## WORK ORDER
Take each line below that has "prev" and copy it.

-------- LISTED ENTRIES

pub mod audit;
pub mod config;
pub mod error;
pub mod orchestrator;
pub mod request;
pub mod validators;
pub mod verdict;

// Re-export commonly used types for convenience
pub use config::{Config, EnforcementMode};
pub use error::{GuardError, GuardResult};
pub use orchestrator::{Decision, Orchestrator, Outcome};
pub use request::{OperationRequest, ToolKind};
pub use verdict::{Severity, Verdict};
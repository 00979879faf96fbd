use crate::config::PermissionPolicyConfig;
use crate::request::{OperationRequest, ToolKind};
use crate::validators::{Validator, ValidatorFilter};
use crate::verdict::Verdict;
use chrono::{Local, Timelike};

/// Tool-level allow/deny policy: pure table lookups, no pattern matching.
///
/// A blocked tool is an error; an approval-required tool is a warning
/// (the advisory channel turns it into an explicit approval request);
/// a tool used outside its configured time window is an error.
pub struct PermissionPolicyValidator {
    config: PermissionPolicyConfig,
    filter: ValidatorFilter,
}

impl PermissionPolicyValidator {
    pub fn new(config: PermissionPolicyConfig) -> Self {
        // Applies to every tool kind.
        let filter = ValidatorFilter::new(true, vec![], &[]);
        Self { config, filter }
    }

    /// Policy evaluation at an explicit local hour, for determinism in
    /// tests.
    fn evaluate_at(&self, tool_name: &str, hour: u32) -> Verdict {
        if self
            .config
            .blocked_tools
            .iter()
            .any(|t| t == tool_name)
        {
            return Verdict::error(format!("tool '{}' is blocked by policy", tool_name));
        }

        if self
            .config
            .approval_required
            .iter()
            .any(|t| t == tool_name)
        {
            return Verdict::warning(format!("tool '{}' requires approval", tool_name));
        }

        for window in &self.config.time_windows {
            if window.tool == tool_name && !hour_in_window(hour, window.start_hour, window.end_hour)
            {
                return Verdict::error(format!(
                    "tool '{}' is only allowed between {:02}:00 and {:02}:00",
                    tool_name, window.start_hour, window.end_hour
                ));
            }
        }

        Verdict::passed()
    }
}

/// Half-open `[start, end)` membership; windows wrapping midnight are
/// honored (e.g. 22..6).
fn hour_in_window(hour: u32, start: u32, end: u32) -> bool {
    if start <= end {
        hour >= start && hour < end
    } else {
        hour >= start || hour < end
    }
}

impl Validator for PermissionPolicyValidator {
    fn name(&self) -> &str {
        "permission_policy"
    }

    fn description(&self) -> &str {
        "Enforces tool block lists, approval lists, and time windows"
    }

    fn should_run(&self, tool_kind: &ToolKind, path: Option<&str>) -> bool {
        self.filter.accepts(tool_kind, path)
    }

    fn validate(&self, request: &OperationRequest) -> Verdict {
        self.evaluate_at(&request.tool_name, Local::now().hour())
    }
}
//! "A reply is a new letter carrying `reply_to` = source letter id.
//! No constraint forces delivery order; the thread is a linked list."

use chrono::Utc;
use openpenpal_types::{Letter, LetterId, LetterStatus, LetterVisibility, UserId};

use crate::error::LetterError;
use crate::repository::LetterRepository;

pub struct ReplyDraft {
    pub author_id: UserId,
    pub title: String,
    pub content: String,
    pub visibility: LetterVisibility,
    pub style: Option<String>,
}

pub async fn compose_reply(
    letters: &dyn LetterRepository,
    source_letter_id: LetterId,
    draft: ReplyDraft,
) -> Result<Letter, LetterError> {
    letters.get(source_letter_id).await.map_err(|_| LetterError::InvalidReplyTarget)?;

    let now = Utc::now();
    let reply = Letter {
        id: LetterId::new(),
        author_id: draft.author_id,
        title: draft.title,
        content: draft.content,
        visibility: draft.visibility,
        status: LetterStatus::Draft,
        scheduled_at: None,
        recipient_op_code: None,
        style: draft.style,
        reply_to: Some(source_letter_id),
        created_at: now,
        updated_at: now,
    };
    letters.save(&reply).await?;
    Ok(reply)
}

#[cfg(test)]
mod tests {
    use super::*;
    use async_trait::async_trait;
    use std::sync::Mutex;

    struct MemLetters(Mutex<Vec<Letter>>);
    #[async_trait]
    impl LetterRepository for MemLetters {
        async fn get(&self, id: LetterId) -> Result<Letter, LetterError> {
            self.0
                .lock()
                .unwrap()
                .iter()
                .find(|l| l.id == id)
                .cloned()
                .ok_or(LetterError::LetterNotFound)
        }
        async fn save(&self, letter: &Letter) -> Result<(), LetterError> {
            self.0.lock().unwrap().push(letter.clone());
            Ok(())
        }
        async fn due_for_promotion(&self, _now: chrono::DateTime<chrono::Utc>) -> Result<Vec<Letter>, LetterError> {
            Ok(vec![])
        }
    }

    fn source_letter() -> Letter {
        let now = Utc::now();
        Letter {
            id: LetterId::new(),
            author_id: UserId::new(),
            title: "original".to_string(),
            content: "hello".to_string(),
            visibility: LetterVisibility::Public,
            status: LetterStatus::Delivered,
            scheduled_at: None,
            recipient_op_code: None,
            style: None,
            reply_to: None,
            created_at: now,
            updated_at: now,
        }
    }

    #[tokio::test]
    async fn reply_links_back_to_source_and_starts_at_draft() {
        let source = source_letter();
        let source_id = source.id;
        let letters = MemLetters(Mutex::new(vec![source]));

        let reply = compose_reply(
            &letters,
            source_id,
            ReplyDraft {
                author_id: UserId::new(),
                title: "re: original".to_string(),
                content: "thanks for writing".to_string(),
                visibility: LetterVisibility::Private,
                style: None,
            },
        )
        .await
        .unwrap();

        assert_eq!(reply.reply_to, Some(source_id));
        assert_eq!(reply.status, LetterStatus::Draft);
    }

    #[tokio::test]
    async fn reply_to_unknown_letter_is_rejected() {
        let letters = MemLetters(Mutex::new(vec![]));
        let result = compose_reply(
            &letters,
            LetterId::new(),
            ReplyDraft {
                author_id: UserId::new(),
                title: "t".to_string(),
                content: "c".to_string(),
                visibility: LetterVisibility::Public,
                style: None,
            },
        )
        .await;
        assert_eq!(result.unwrap_err(), LetterError::InvalidReplyTarget);
    }
}
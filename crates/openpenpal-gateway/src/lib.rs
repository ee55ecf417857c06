//! API gateway building blocks: a static service registry with
//! periodic health probing, seven selection algorithms behind one trait,
//! a retrying proxy pipeline, CSRF double-submit tokens, and per-client
//! rate limiting.

pub mod algorithms;
pub mod backend;
pub mod csrf;
pub mod error;
pub mod proxy;
pub mod rate_limit;
pub mod registry;

pub use algorithms::{by_name, LoadBalancer};
pub use backend::{BackendInstance, BackendStats};
pub use error::GatewayError;
pub use proxy::{ProxyRequest, ProxyResponse, RequestPipeline, RetryPolicy};
pub use rate_limit::IngressLimiter;
pub use registry::{HealthChecker, InstanceHealth, ServiceRegistry};
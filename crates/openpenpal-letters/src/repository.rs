use async_trait::async_trait;
use openpenpal_types::{Barcode, Letter, LetterId, ScanRecord, Task, TaskId};

use crate::error::LetterError;

#[async_trait]
pub trait LetterRepository: Send + Sync {
    async fn get(&self, id: LetterId) -> Result<Letter, LetterError>;
    async fn save(&self, letter: &Letter) -> Result<(), LetterError>;
    async fn due_for_promotion(&self, now: chrono::DateTime<chrono::Utc>) -> Result<Vec<Letter>, LetterError>;
}

#[async_trait]
pub trait BarcodeRepository: Send + Sync {
    async fn get(&self, code: &str) -> Result<Barcode, LetterError>;
    async fn save(&self, barcode: &Barcode) -> Result<(), LetterError>;
}

#[async_trait]
pub trait TaskStore: Send + Sync {
    async fn get(&self, id: TaskId) -> Result<Task, LetterError>;
    async fn save(&self, task: &Task) -> Result<(), LetterError>;
}

#[async_trait]
pub trait ScanRecordRepository: Send + Sync {
    async fn append(&self, record: ScanRecord) -> Result<(), LetterError>;
}
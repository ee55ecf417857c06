//! A single upstream instance and the stats the load-balancing algorithms
//! read and update on every request.

use std::sync::atomic::{AtomicBool, AtomicI64, AtomicU32, AtomicU64, Ordering};
use std::time::Duration;

/// Rolling stats kept per instance. All fields are atomics so a selection
/// algorithm and a concurrent proxy call can both touch them lock-free.
#[derive(Debug)]
pub struct BackendStats {
    pub active_connections: AtomicU32,
    /// Exponential moving average of response time, in milliseconds, ×100
    /// for integer storage. `None` (represented as `u64::MAX`) means no
    /// sample has landed yet.
    average_response_ms_x100: AtomicU64,
    success_count: AtomicU64,
    failure_count: AtomicU64,
}

const NO_SAMPLE: u64 = u64::MAX;
const EMA_ALPHA_X100: u64 = 20; // 0.2 smoothing factor, fixed-point

impl Default for BackendStats {
    fn default() -> Self {
        Self {
            active_connections: AtomicU32::new(0),
            average_response_ms_x100: AtomicU64::new(NO_SAMPLE),
            success_count: AtomicU64::new(0),
            failure_count: AtomicU64::new(0),
        }
    }
}

impl BackendStats {
    pub fn average_response(&self) -> Option<Duration> {
        let raw = self.average_response_ms_x100.load(Ordering::Relaxed);
        if raw == NO_SAMPLE {
            None
        } else {
            Some(Duration::from_micros(raw * 10))
        }
    }

    pub fn record(&self, duration: Duration, success: bool) {
        if success {
            self.success_count.fetch_add(1, Ordering::Relaxed);
        } else {
            self.failure_count.fetch_add(1, Ordering::Relaxed);
        }

        let sample_x100 = (duration.as_micros() as u64 / 10).max(1);
        loop {
            let prev = self.average_response_ms_x100.load(Ordering::Relaxed);
            let next = if prev == NO_SAMPLE {
                sample_x100
            } else {
                (sample_x100 * EMA_ALPHA_X100 + prev * (100 - EMA_ALPHA_X100)) / 100
            };
            if self
                .average_response_ms_x100
                .compare_exchange_weak(prev, next, Ordering::Relaxed, Ordering::Relaxed)
                .is_ok()
            {
                break;
            }
        }
    }

    pub fn success_rate(&self) -> f64 {
        let success = self.success_count.load(Ordering::Relaxed) as f64;
        let failure = self.failure_count.load(Ordering::Relaxed) as f64;
        let total = success + failure;
        if total == 0.0 {
            1.0
        } else {
            success / total
        }
    }

    pub fn error_rate(&self) -> f64 {
        1.0 - self.success_rate()
    }
}

/// A configured upstream for a named service. `weight` drives the
/// weighted algorithms; `current_weight` is the smooth-WRR algorithm's
/// mutable running state.
#[derive(Debug)]
pub struct BackendInstance {
    pub service_name: String,
    pub host: String,
    pub weight: u32,
    pub health_check_path: String,
    healthy: AtomicBool,
    consecutive_failures: AtomicU32,
    pub current_weight: AtomicI64,
    pub stats: BackendStats,
}

impl BackendInstance {
    pub fn new(service_name: impl Into<String>, host: impl Into<String>, weight: u32, health_check_path: impl Into<String>) -> Self {
        Self {
            service_name: service_name.into(),
            host: host.into(),
            weight: weight.max(1),
            health_check_path: health_check_path.into(),
            healthy: AtomicBool::new(true),
            consecutive_failures: AtomicU32::new(0),
            current_weight: AtomicI64::new(0),
            stats: BackendStats::default(),
        }
    }

    pub fn is_healthy(&self) -> bool {
        self.healthy.load(Ordering::Acquire)
    }

    /// Applies one health probe result, returning `Some(new_state)` only on
    /// a transition so the caller logs exactly once per flip.
    pub fn observe_probe(&self, ok: bool, threshold: u32) -> Option<bool> {
        if ok {
            self.consecutive_failures.store(0, Ordering::Relaxed);
            if !self.healthy.swap(true, Ordering::AcqRel) {
                return Some(true);
            }
        } else {
            let failures = self.consecutive_failures.fetch_add(1, Ordering::Relaxed) + 1;
            if failures >= threshold && self.healthy.swap(false, Ordering::AcqRel) {
                return Some(false);
            }
        }
        None
    }

    /// Forces the instance unhealthy, used when a retry budget is exhausted
    /// on this instance without waiting for the next health-check tick.
    pub fn mark_unhealthy(&self) -> bool {
        self.healthy.swap(false, Ordering::AcqRel)
    }

    pub fn health_score(&self, now_load_score: f64) -> f64 {
        let success_rate = self.stats.success_rate();
        let response_score = match self.stats.average_response() {
            None => 1.0,
            Some(avg) => {
                let ms = avg.as_secs_f64() * 1000.0;
                (1.0 / (1.0 + ms / 100.0)).clamp(0.0, 1.0)
            }
        };
        let error_penalty = 1.0 - self.stats.error_rate();
        let raw = 0.4 * success_rate + 0.3 * response_score + 0.2 * now_load_score + 0.1 * error_penalty;
        raw.clamp(0.01, 1.0)
    }
}

#[cfg(test)]
mod tests {
    use super::*;

    #[test]
    fn fresh_instance_has_no_average_response() {
        let instance = BackendInstance::new("letters", "http://a", 1, "/health");
        assert_eq!(instance.stats.average_response(), None);
    }

    #[test]
    fn three_consecutive_failures_flip_unhealthy_once() {
        let instance = BackendInstance::new("letters", "http://a", 1, "/health");
        assert_eq!(instance.observe_probe(false, 3), None);
        assert_eq!(instance.observe_probe(false, 3), None);
        assert_eq!(instance.observe_probe(false, 3), Some(false));
        assert!(!instance.is_healthy());
        assert_eq!(instance.observe_probe(false, 3), None, "already unhealthy, no repeat transition");
    }

    #[test]
    fn recovery_probe_flips_back_healthy_once() {
        let instance = BackendInstance::new("letters", "http://a", 1, "/health");
        instance.observe_probe(false, 1);
        assert!(!instance.is_healthy());
        assert_eq!(instance.observe_probe(true, 1), Some(true));
        assert_eq!(instance.observe_probe(true, 1), None);
    }

    #[test]
    fn health_score_is_clamped_to_unit_interval() {
        let instance = BackendInstance::new("letters", "http://a", 1, "/health");
        for _ in 0..10 {
            instance.stats.record(Duration::from_millis(5), true);
        }
        let score = instance.health_score(1.0);
        assert!(score > 0.01 && score <= 1.0);
    }
}
//! Courier level/zone vocabulary shared between the hierarchy, letters, and
//! gateway crates.

use serde::{Deserialize, Serialize};

/// Courier hierarchy level. `1` manages a single building, `4` manages a city.
#[derive(Debug, Clone, Copy, PartialEq, Eq, PartialOrd, Ord, Hash, Serialize, Deserialize)]
#[serde(try_from = "u8", into = "u8")]
pub struct CourierLevel(u8);

#[derive(Debug, Clone, PartialEq, Eq, thiserror::Error)]
#[error("courier level must be 1..=4, got {0}")]
pub struct InvalidCourierLevel(pub u8);

impl CourierLevel {
    pub const L1: CourierLevel = CourierLevel(1);
    pub const L2: CourierLevel = CourierLevel(2);
    pub const L3: CourierLevel = CourierLevel(3);
    pub const L4: CourierLevel = CourierLevel(4);

    pub fn new(level: u8) -> Result<Self, InvalidCourierLevel> {
        if (1..=4).contains(&level) {
            Ok(Self(level))
        } else {
            Err(InvalidCourierLevel(level))
        }
    }

    pub fn value(&self) -> u8 {
        self.0
    }

    pub fn zone_type(&self) -> ZoneType {
        match self.0 {
            1 => ZoneType::Building,
            2 => ZoneType::Area,
            3 => ZoneType::School,
            4 => ZoneType::City,
            _ => unreachable!("CourierLevel is validated at construction"),
        }
    }

    /// Length of `managed_op_code_prefix` for a courier at this level.
    /// L1 manages a full point (6), L2 an area (4), L3 and L4 a school (2).
    pub fn prefix_len(&self) -> usize {
        match self.0 {
            1 => 6,
            2 => 4,
            3 | 4 => 2,
            _ => unreachable!(),
        }
    }

    pub fn one_below(&self) -> Option<CourierLevel> {
        CourierLevel::new(self.0.checked_sub(1)?).ok()
    }

    pub fn one_above(&self) -> Option<CourierLevel> {
        CourierLevel::new(self.0 + 1).ok()
    }
}

impl TryFrom<u8> for CourierLevel {
    type Error = InvalidCourierLevel;
    fn try_from(value: u8) -> Result<Self, Self::Error> {
        Self::new(value)
    }
}

impl From<CourierLevel> for u8 {
    fn from(value: CourierLevel) -> Self {
        value.0
    }
}

#[derive(Debug, Clone, Copy, PartialEq, Eq, Serialize, Deserialize)]
#[serde(rename_all = "snake_case")]
pub enum ZoneType {
    Building,
    Area,
    School,
    City,
}

#[derive(Debug, Clone, Copy, PartialEq, Eq, Serialize, Deserialize)]
#[serde(rename_all = "snake_case")]
pub enum CourierStatus {
    Pending,
    Approved,
    Suspended,
    Rejected,
}

#[derive(Debug, Clone, Copy, PartialEq, Eq, Serialize, Deserialize)]
#[serde(rename_all = "snake_case")]
pub enum AssignmentType {
    Direct,
    Cascade,
    AutoHierarchy,
    Reassignment,
}

#[derive(Debug, Clone, Copy, PartialEq, Eq, Serialize, Deserialize)]
#[serde(rename_all = "snake_case")]
pub enum UserRole {
    User,
    CourierL1,
    CourierL2,
    CourierL3,
    CourierL4,
    SchoolAdmin,
    PlatformAdmin,
    SuperAdmin,
}

#[cfg(test)]
mod tests {
    use super::*;

    #[test]
    fn zone_type_matches_level() {
        assert_eq!(CourierLevel::L1.zone_type(), ZoneType::Building);
        assert_eq!(CourierLevel::L2.zone_type(), ZoneType::Area);
        assert_eq!(CourierLevel::L3.zone_type(), ZoneType::School);
        assert_eq!(CourierLevel::L4.zone_type(), ZoneType::City);
    }

    #[test]
    fn prefix_len_matches_spec_table() {
        assert_eq!(CourierLevel::L1.prefix_len(), 6);
        assert_eq!(CourierLevel::L2.prefix_len(), 4);
        assert_eq!(CourierLevel::L3.prefix_len(), 2);
        assert_eq!(CourierLevel::L4.prefix_len(), 2);
    }

    #[test]
    fn rejects_out_of_range_level() {
        assert!(CourierLevel::new(0).is_err());
        assert!(CourierLevel::new(5).is_err());
    }
}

----------------

## ANSWER
            let prev = self.average_response_ms_x100.load(Ordering::Relaxed);
            let next = if prev == NO_SAMPLE {
                (sample_x100 * EMA_ALPHA_X100 + prev * (100 - EMA_ALPHA_X100)) / 100
                .compare_exchange_weak(prev, next, Ordering::Relaxed, Ordering::Relaxed)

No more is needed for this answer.